Stefano Nemanja morì a Chilandàri e vi è venerato sotto il nome di San Simone
(suo nome come monaco) Savva in seguito divenne arcivescovo di Ipek (ora
Pec). Nel 1293 il re di Serbia Stefano V Milutin (1275-1322) fece restaurare
il monastero e in quell'occasione fu costruito il katholikòn. Nel 1722
Chilandiri fu devastato da un incendio e visse anni difficili. Il re di
Serbia Alessandro I Karageorgevic (1843-1858), recatosi all'Athos, dispose
che vi si facessero a sue spese i restauri necessari e che vi fossero inviati
monaci dalla Serbia per ripopolare il monastero. Anche a Chilandàri vi è un
'icona particolarmente venerata nel mondo ortodosso. è la Madonna chiamata Tricherusa,
cioè "dalle tre mani", perché ad un osservatore superficiale
può sembrare che la Madonna (del tipo Odighitria ma col Bambino a
destra) abbia una terza mano al disotto di quella che sostiene il Figlio. In
realtà si tratta di una mano votiva.
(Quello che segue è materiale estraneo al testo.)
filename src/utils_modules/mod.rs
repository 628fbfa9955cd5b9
pub mod io_utils;
pub mod logger_utils;
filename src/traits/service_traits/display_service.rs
use crate::common::*;

use crate::errors::report_error::*;
use crate::model::report::report_definition::*;

#[async_trait]
pub trait DisplayService: Send + Sync {
    #[doc = "Show a rendered chart, returning once the viewer has been closed"]
    async fn show(&self, def: &ReportDefinition, chart_path: &Path) -> Result<(), ReportError>;
}
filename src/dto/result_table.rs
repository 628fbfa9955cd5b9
use crate::common::*;

use crate::errors::report_error::*;

#[doc = "One scalar cell of a query result"]
#[derive(Debug, Clone, PartialEq)]
pub enum CellValue {
    Null,
    Bool(bool),
    Int(i64),
    Float(f64),
    Date(NaiveDate),
    DateTime(NaiveDateTime),
    Text(String),
}

impl CellValue {
    /* Ordering between kinds: bool < number < date/datetime < text, null last */
    fn rank(&self) -> u8 {
        match self {
            CellValue::Bool(_) => 0,
            CellValue::Int(_) | CellValue::Float(_) => 1,
            CellValue::Date(_) | CellValue::DateTime(_) => 2,
            CellValue::Text(_) => 3,
            CellValue::Null => 4,
        }
    }

    pub fn as_f64(&self) -> Option<f64> {
        match self {
            CellValue::Int(v) => Some(*v as f64),
            CellValue::Float(v) => Some(*v),
            _ => None,
        }
    }

    fn as_datetime(&self) -> Option<NaiveDateTime> {
        match self {
            CellValue::Date(d) => d.and_hms_opt(0, 0, 0),
            CellValue::DateTime(dt) => Some(*dt),
            _ => None,
        }
    }

    #[doc = "Total order used for sorting result rows"]
    pub fn compare(&self, other: &CellValue) -> Ordering {
        match (self, other) {
            (CellValue::Bool(a), CellValue::Bool(b)) => a.cmp(b),
            (CellValue::Int(a), CellValue::Int(b)) => a.cmp(b),
            (CellValue::Text(a), CellValue::Text(b)) => a.cmp(b),
            _ if self.rank() != other.rank() => self.rank().cmp(&other.rank()),
            _ => match (self.as_f64(), other.as_f64()) {
                (Some(a), Some(b)) => a.total_cmp(&b),
                _ => self.as_datetime().cmp(&other.as_datetime()),
            },
        }
    }
}

impl fmt::Display for CellValue {
    fn fmt(&self, f: &mut fmt::Formatter<'_>) -> fmt::Result {
        match self {
            CellValue::Null => f.write_str(""),
            CellValue::Bool(v) => write!(f, "{}", v),
            CellValue::Int(v) => write!(f, "{}", v),
            CellValue::Float(v) => write!(f, "{}", v),
            CellValue::Date(d) => write!(f, "{}", d.format("%Y-%m-%d")),
            CellValue::DateTime(dt) => write!(f, "{}", dt.format("%Y-%m-%d %H:%M:%S")),
            CellValue::Text(s) => f.write_str(s),
        }
    }
}

impl From<&str> for CellValue {
    fn from(value: &str) -> Self {
        CellValue::Text(value.to_string())
    }
}

impl From<i64> for CellValue {
    fn from(value: i64) -> Self {
        CellValue::Int(value)
    }
}

impl From<f64> for CellValue {
    fn from(value: f64) -> Self {
        CellValue::Float(value)
    }
}

static NULL_CELL: CellValue = CellValue::Null;

#[doc = "In-memory rows returned by a report query, before rendering"]
#[derive(Debug, Clone, Default, PartialEq, Getters, new)]
#[getset(get = "pub")]
pub struct ResultTable {
    columns: Vec<String>,
    rows: Vec<Vec<CellValue>>,
}

impl ResultTable {
    pub fn is_empty(&self) -> bool {
        self.rows.is_empty()
    }

    pub fn len(&self) -> usize {
        self.rows.len()
    }

    #[doc = r#"
        Position of `name` in the column set.
        An exact match wins; otherwise the first case-insensitive match is used,
        since SQL Server identifiers are usually compared without case.
    "#]
    pub fn column_index(&self, name: &str) -> Option<usize> {
        self.columns
            .iter()
            .position(|c| c == name)
            .or_else(|| self.columns.iter().position(|c| c.eq_ignore_ascii_case(name)))
    }

    pub fn require_column(&self, report: &str, name: &str) -> Result<usize, ReportError> {
        self.column_index(name).ok_or_else(|| {
            ReportError::render(
                report,
                format!(
                    "column '{}' is not in the result set (columns: {})",
                    name,
                    self.columns.join(", ")
                ),
            )
        })
    }

    #[doc = "Stable ascending sort on one column; equal keys keep their relative order"]
    pub fn sort_by_column(&mut self, report: &str, name: &str) -> Result<(), ReportError> {
        let idx: usize = self.require_column(report, name)?;

        self.rows.sort_by(|a, b| {
            let left: &CellValue = a.get(idx).unwrap_or(&NULL_CELL);
            let right: &CellValue = b.get(idx).unwrap_or(&NULL_CELL);
            left.compare(right)
        });

        Ok(())
    }

    pub fn column_values(&self, idx: usize) -> impl Iterator<Item = &CellValue> + '_ {
        self.rows
            .iter()
            .map(move |row| row.get(idx).unwrap_or(&NULL_CELL))
    }
}
pub mod result_table;
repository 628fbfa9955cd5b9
pub mod env_config;
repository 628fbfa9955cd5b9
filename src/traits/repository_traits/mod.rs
pub mod sqlserver_repository;
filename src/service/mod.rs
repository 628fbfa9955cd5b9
pub mod chart_service_impl;
pub mod display_service_impl;
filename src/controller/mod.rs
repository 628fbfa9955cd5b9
pub mod main_controller;
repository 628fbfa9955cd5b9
use crate::common::*;

use crate::dto::result_table::*;
use crate::enums::report_kind::*;
use crate::errors::report_error::*;
use crate::model::report::{bar_chart_spec::*, report_definition::*};
use crate::traits::{
    repository_traits::sqlserver_repository::*,
    service_traits::{chart_service::*, display_service::*},
};

#[derive(Debug, new)]
pub struct MainController<R: SqlServerRepository, C: ChartService, D: DisplayService> {
    sql_repository: R,
    chart_service: C,
    display_service: D,
    default_output_dir: PathBuf,
}

impl<R: SqlServerRepository, C: ChartService, D: DisplayService> MainController<R, C, D> {
    #[doc = r#"
        Runs one report from selection to display.

        1. Resolve the selector; an invalid or missing one fails before any connection
        2. Acquire the database session
        3. Query, sort, build and render the chart, then show it
        4. Release the session, whichever step ended the run

        # Arguments
        * `selector` - report id or letter given by the operator
        * `output` - chart path; defaults to `<output_dir>/<report id>.png`

        # Returns
        * `Result<PathBuf, ReportError>` - the written chart file
    "#]
    pub async fn main_task(
        &self,
        selector: Option<&str>,
        output: Option<&Path>,
    ) -> Result<PathBuf, ReportError> {
        let report: ReportKind = ReportKind::from_selector(selector)?;
        let def: &ReportDefinition = report.definition();

        info!(
            "Report {} selected: graph {} '{}'",
            def.id(),
            def.letter(),
            def.title()
        );

        let output_path: PathBuf = match output {
            Some(path) => path.to_path_buf(),
            None => self.default_output_dir.join(format!("{}.png", def.id())),
        };

        let mut session: R::Session = self.sql_repository.acquire(def).await?;

        let result: Result<(), ReportError> = self
            .run_with_session(&mut session, def, &output_path)
            .await;

        /* Released here on every path, before the outcome is reported */
        drop(session);

        match result {
            Ok(()) => {
                info!("[{}] report finished: {:?}", def.id(), output_path);
                Ok(output_path)
            }
            Err(e) => {
                error!("[MainController->main_task] {}", e);
                Err(e)
            }
        }
    }

    async fn run_with_session(
        &self,
        session: &mut R::Session,
        def: &ReportDefinition,
        output_path: &Path,
    ) -> Result<(), ReportError> {
        let mut table: ResultTable = session.fetch_table(def).await?;

        /* Columns are checked before the sort so a missing plot column fails the same way */
        for column in def.required_columns() {
            table.require_column(def.id(), column)?;
        }

        table.sort_by_column(def.id(), def.sort_column())?;

        let spec: BarChartSpec = BarChartSpec::from_table(def, &table)?;

        self.chart_service
            .render_bar_chart(def, &spec, output_path)
            .await?;

        self.display_service.show(def, output_path).await
    }
}
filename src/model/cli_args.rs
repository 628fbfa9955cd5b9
use crate::common::*;

#[derive(Debug, Parser)]
#[command(name = "fetch_graphs")]
#[command(about = "Run one SQL Server aggregation report and draw it as a bar chart")]
#[command(version)]
pub struct CliArgs {
    #[arg(
        value_name = "REPORT",
        help = "Report to run: users-by-month | transactions-by-month | transactions-by-product (or A, B, C)"
    )]
    pub report: Option<String>,

    #[arg(long, env = "SERVER_CONFIG_PATH", help = "Path to the server configuration TOML")]
    pub config: Option<String>,

    #[arg(
        long,
        env = "REPORT_DB_SERVER",
        value_name = "HOST[:PORT][/DATABASE]",
        help = "Override the SQL Server connection descriptor"
    )]
    pub server: Option<String>,

    #[arg(long, short, value_name = "PATH", help = "Chart output file (.png or .svg)")]
    pub output: Option<PathBuf>,

    #[arg(long, help = "Open the chart in a viewer and wait for the viewer command to exit")]
    pub show: bool,

    #[arg(long, help = "List the available reports and exit")]
    pub list: bool,
}
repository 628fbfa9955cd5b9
use crate::common::*;

use crate::errors::report_error::*;
use crate::model::report::report_definition::*;

#[derive(Debug, Clone, Copy, PartialEq, Eq)]
pub enum ReportKind {
    UsersByMonth,
    TransactionsByMonth,
    TransactionsByProduct,
}

impl ReportKind {
    pub const ALL: [ReportKind; 3] = [
        ReportKind::UsersByMonth,
        ReportKind::TransactionsByMonth,
        ReportKind::TransactionsByProduct,
    ];

    pub fn definition(self) -> &'static ReportDefinition {
        match self {
            ReportKind::UsersByMonth => &USERS_BY_MONTH,
            ReportKind::TransactionsByMonth => &TRANSACTIONS_BY_MONTH,
            ReportKind::TransactionsByProduct => &TRANSACTIONS_BY_PRODUCT,
        }
    }

    #[doc = r#"
        Resolves the operator's selector into a report.

        Accepts the report id (`users-by-month`) or its graph letter (`A`),
        case-insensitively. A missing selector is a usage error rather than
        a silent default.
    "#]
    pub fn from_selector(selector: Option<&str>) -> Result<Self, ReportError> {
        match selector.map(str::trim).filter(|s| !s.is_empty()) {
            Some(given) => given.parse::<ReportKind>(),
            None => Err(ReportError::NoSelection {
                expected: Self::expected_ids(),
            }),
        }
    }

    fn expected_ids() -> String {
        Self::ALL
            .iter()
            .map(|kind| kind.definition().id())
            .collect::<Vec<&str>>()
            .join(" | ")
    }
}

impl FromStr for ReportKind {
    type Err = ReportError;

    fn from_str(s: &str) -> Result<Self, Self::Err> {
        Self::ALL
            .into_iter()
            .find(|kind| {
                let def: &ReportDefinition = kind.definition();
                def.id().eq_ignore_ascii_case(s)
                    || (s.chars().count() == 1
                        && s.chars().all(|c| c.eq_ignore_ascii_case(&def.letter())))
            })
            .ok_or_else(|| ReportError::UnknownReport {
                given: s.to_string(),
                expected: Self::expected_ids(),
            })
    }
}

impl fmt::Display for ReportKind {
    fn fmt(&self, f: &mut fmt::Formatter<'_>) -> fmt::Result {
        f.write_str(self.definition().id())
    }
}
La leggenda riferisce il fatto
miracoloso a San Giovanni Damasceno (m. 749) che, prima di essere monaco a
San Sabba nel deserto a est di Betlemme, era funzionario del governatore di
Damasco (conquistata dal califfo Omar nel 637). Citato in tribunale per il
suo zelo nel difendere i cristiani, ebbe recisa la mano sinistra. Allora il
giovane coraggioso prese la mano amputata e la presentò come segno di fedeltà
davanti all'icona della Vergine, senza nulla chiedere. Ma dall'icona usci una
mano della Madonna che riattaccò perfettamente l'arto amputato. Per
riconoscenza Giovanni fece applicare all'icona una mano d'argento, poi si
fece monaco e divenne un grande dottore della Chiesa. Un'altra storia dice
che l'icona si trovava nel monastero di Studenica, e venne a Chilandiri da se
stessa a dorso di mulo. Posta dai monaci sull'iconostasi, a tre riprese fu
trovata alla mattina sul seggio dell'igumeno. Da quel tempo la Vergine è
considerata la superiora del monastero, e non venne eletto più nessun igumeno. |
DIONYSIOU Monastero
cenobitico (dal 1907), dedicato a san Giovanni Battista. Fondato verso il
1375. Porta il nome del suo fondatore, il monaco Dionisio, che aiutato dai
suoi discepoli ideò e iniziò la costruzione di questo originale complesso
monastico. Nella biblioteca si conservano 588 manoscritti. Il monastero
Dionysìu sorge poco discosto dal mare, nella parte sud-ovest della penisola.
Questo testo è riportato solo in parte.